The practical authority given to the court is known as its jurisdiction (Latin jus dicere) ĘC the court's power to decide certain kinds of questions or petitions put to it. According to William Blackstone's Commentaries on the Laws of England, a court is constituted by a minimum of three parties: the actor or plaintiff, who complains of an injury done; the reus or defendant, who is called upon to make satisfaction for it, and the judex or judicial power, which is to examine the truth of the fact, to determine the law arising upon that fact, and, if any injury appears to have been done, to ascertain and by its officers to apply a legal remedy. It is also usual in the superior courts to have attorneys, and advocates or counsel, as assistants,2 though, often, courts consist of additional attorneys, bailiffs, reporters, and perhaps a jury.
The term "the court" is also used to refer to the presiding officer or officials, usually one or more judges. The judge or panel of judges may also be collectively referred to as "the bench" (in contrast to attorneys and barristers, collectively referred to as "the bar"). In the United States, and other common law jurisdictions, the term "court" (in the case of U.S. federal courts) by law is used to describe the judge himself or herself.
The word cour comes from the French court, an enclosed yard, which derives from the Latin form cortem, the accusative case of cohors, which again means an enclosed yard or the occupants of such a yard. The English word court is a cognate of the Latin word hortus (meaning "garden," hence horticulture and orchard), both referring to an enclosed space.4
The meaning of a judicial assembly is first attested in the 12th century, and derives from the earlier usage to designate a sovereign and his entourage, which met to adjudicate disputes in such an enclosed yard. The verb "to court", meaning to win favor, derives from the same source since people traveled to the sovereign's court to win his favor.

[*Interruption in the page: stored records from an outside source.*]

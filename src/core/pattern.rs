//! Compiling Ant-glob strings into [`Pattern`]s and matching them against
//! directories and file names.

use crate::core::error::AntGlobError;
use crate::core::match_type::MatchType;
use crate::core::section::Section;
use crate::core::token::TokenMatcher;

/// A compiled Ant glob.
///
/// `bound_start` is true iff the original glob was anchored to the search
/// root with a leading `/`. `bound_end` is true iff the directory portion
/// ends in a literal component rather than `**`, meaning `file_pattern`
/// applies only to the matched directory itself, not its descendants.
#[derive(Clone, Debug)]
pub struct Pattern {
    bound_start: bool,
    bound_end: bool,
    sections: Vec<Section>,
    file_matcher: TokenMatcher,
    file_is_all: bool,
    case_sensitive: bool,
    rendered: String,
}

impl Pattern {
    /// Compiles a single glob string into one or two patterns (see
    /// invariant 6: a trailing `**` with at least one concrete section
    /// expands into a directory-form and a file-form pattern).
    pub fn compile(glob: &str, case_sensitive: bool) -> Result<Vec<Pattern>, AntGlobError> {
        let elements = simplify(glob)?;
        if elements.len() > 1 && elements.last().map(String::as_str) == Some("**") {
            let full = Pattern::from_elements(&elements, case_sensitive, glob)?;
            let mut promoted_elements = elements.clone();
            promoted_elements.pop();
            let promoted = Pattern::from_elements(&promoted_elements, case_sensitive, glob)?;
            Ok(vec![full, promoted])
        } else {
            Ok(vec![Pattern::from_elements(&elements, case_sensitive, glob)?])
        }
    }

    fn from_elements(
        elements: &[String],
        case_sensitive: bool,
        original: &str,
    ) -> Result<Pattern, AntGlobError> {
        if elements.is_empty() {
            return Err(AntGlobError::InvalidPrecondition(format!(
                "glob {original:?} normalized to an empty element list"
            )));
        }

        let bound_start = elements[0] != "**";

        let mut elements = elements.to_vec();
        let file_pattern_str = if elements.last().map(String::as_str) != Some("**") {
            elements.pop().expect("checked nonempty above")
        } else {
            "*".to_string()
        };

        let bound_end = if elements.is_empty() {
            bound_start
        } else {
            elements.last().map(String::as_str) != Some("**")
        };

        let file_is_all = file_pattern_str == "*";
        let file_matcher = TokenMatcher::new(&file_pattern_str, case_sensitive);

        let mut sections = Vec::new();
        let mut fragment: Vec<TokenMatcher> = Vec::new();
        for element in &elements {
            if element == "**" {
                if !fragment.is_empty() {
                    sections.push(Section::new(std::mem::take(&mut fragment), case_sensitive));
                }
            } else {
                fragment.push(TokenMatcher::new(element, case_sensitive));
            }
        }
        if !fragment.is_empty() {
            sections.push(Section::new(fragment, case_sensitive));
        }

        if bound_start {
            if let Some(first) = sections.first_mut() {
                first.bound_start = true;
            }
        }
        if bound_end {
            if let Some(last) = sections.last_mut() {
                last.bound_end = true;
            }
        }

        let rendered = render(bound_start, bound_end, &sections, &file_pattern_str);

        Ok(Pattern {
            bound_start,
            bound_end,
            sections,
            file_matcher,
            file_is_all,
            case_sensitive,
            rendered,
        })
    }

    /// Classifies how this pattern relates to the directory named by
    /// `path_elements` (components relative to the search root) and its
    /// descendants.
    pub fn match_directory(&self, path_elements: &[String]) -> MatchType {
        if self.sections.is_empty() {
            return if self.bound_start {
                if path_elements.is_empty() {
                    MatchType::MATCH_BUT_NO_SUBDIRECTORIES
                } else {
                    MatchType::NO_MATCH_NO_SUBDIRECTORIES
                }
            } else {
                MatchType::MATCH_ALL_SUBDIRECTORIES
            };
        }
        self.match_recurse(true, &self.sections, path_elements, 0)
    }

    fn match_recurse(
        &self,
        is_start: bool,
        sections: &[Section],
        path_elements: &[String],
        location: usize,
    ) -> MatchType {
        match sections.split_first() {
            Some((section, rest)) => {
                let mut any_match = false;
                for end in section.match_iter(path_elements, location) {
                    any_match = true;
                    let result = self.match_recurse(false, rest, path_elements, end);
                    if result.is_match() {
                        return result;
                    }
                }

                if is_start && self.bound_start && !any_match {
                    if path_elements.len() >= section.len() {
                        MatchType::NO_MATCH_NO_SUBDIRECTORIES
                    } else {
                        if section.len() > path_elements.len() && !path_elements.is_empty() {
                            let idx = path_elements.len() - 1;
                            if !section
                                .element(idx)
                                .matches(&path_elements[idx], self.case_sensitive)
                            {
                                return MatchType::NO_MATCH_NO_SUBDIRECTORIES;
                            }
                        }
                        MatchType::NO_MATCH
                    }
                } else {
                    MatchType::NO_MATCH
                }
            }
            None => {
                if self.sections.len() == 1 && self.bound_start && self.bound_end {
                    MatchType::MATCH_BUT_NO_SUBDIRECTORIES
                } else if self.bound_end {
                    MatchType::MATCH
                } else {
                    MatchType::MATCH_ALL_SUBDIRECTORIES
                }
            }
        }
    }

    /// True iff this pattern's terminal file matcher accepts every name.
    pub fn all_files(&self) -> bool {
        self.file_is_all
    }

    /// Moves every name in `unmatched` accepted by this pattern's file
    /// matcher into `matched`. `matched` and `unmatched` stay disjoint.
    pub fn match_files(&self, matched: &mut std::collections::HashSet<String>, unmatched: &mut std::collections::HashSet<String>) {
        let accepted: Vec<String> = unmatched
            .iter()
            .filter(|name| self.file_matcher.matches(name, self.case_sensitive))
            .cloned()
            .collect();
        for name in accepted {
            unmatched.remove(&name);
            matched.insert(name);
        }
    }

    pub fn bound_start(&self) -> bool {
        self.bound_start
    }

    pub fn bound_end(&self) -> bool {
        self.bound_end
    }
}

impl std::fmt::Display for Pattern {
    fn fmt(&self, f: &mut std::fmt::Formatter<'_>) -> std::fmt::Result {
        write!(f, "{}", self.rendered)
    }
}

fn render(bound_start: bool, bound_end: bool, sections: &[Section], file_pattern: &str) -> String {
    if sections.is_empty() {
        let end = if bound_end { "" } else { "**" };
        format!("{end}/{file_pattern}")
    } else {
        let start = if bound_start { "/" } else { "**/" };
        let body = sections
            .iter()
            .map(|s| s.to_string())
            .collect::<Vec<_>>()
            .join("/**/");
        let end = if bound_end { "" } else { "/**" };
        format!("{start}{body}{end}/{file_pattern}")
    }
}

/// Normalizes a raw glob string into its element list, per spec.md's
/// normalization invariants 1-4: trailing `/` becomes `/**`, `.` is dropped,
/// repeated `**` collapse, `..` is rejected, and the list always begins with
/// either the literal first component of an anchored glob or (for a
/// floating glob) an explicit `**`.
fn simplify(glob: &str) -> Result<Vec<String>, AntGlobError> {
    let leading_slash = matches!(glob.chars().next(), Some('/') | Some('\\'));
    let trailing_slash = matches!(glob.chars().last(), Some('/') | Some('\\'));

    let mut elements: Vec<String> = Vec::new();
    for component in glob.split(['/', '\\']).filter(|c| !c.is_empty()) {
        if component == ".." {
            return Err(AntGlobError::InvalidGlob {
                glob: glob.to_string(),
                reason: "cannot contain '..'".to_string(),
            });
        } else if component == "." {
            continue;
        } else if component == "**" {
            if elements.last().map(String::as_str) == Some("**") {
                continue;
            }
            elements.push("**".to_string());
        } else {
            elements.push(component.to_string());
        }
    }

    if trailing_slash && elements.last().map(String::as_str) != Some("**") {
        elements.push("**".to_string());
    }
    if elements.is_empty() {
        elements.push("**".to_string());
    }
    if !leading_slash && elements[0] != "**" {
        elements.insert(0, "**".to_string());
    }

    Ok(elements)
}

Jurisdiction, means "to speak the law," is the power of a court over a person or a claim. In the United States, a court must have both personal jurisdiction and subject matter jurisdiction. Each state establishes a system of courts for the territory under its control. This system allows cases to be heard before courts or authorized individuals by granting both civil and criminal jurisdiction (in the United States, this is termed subject-matter jurisdiction). The grant of power to each type of court or individual may stem from a provision of a written constitution or from an enabling statute. A case brought before a U.S. court that does not have the authority to hear that case may be dismissed solely for lacking jurisdiction. In English law, jurisdiction may be inherent, deriving from the common law origin of the particular court.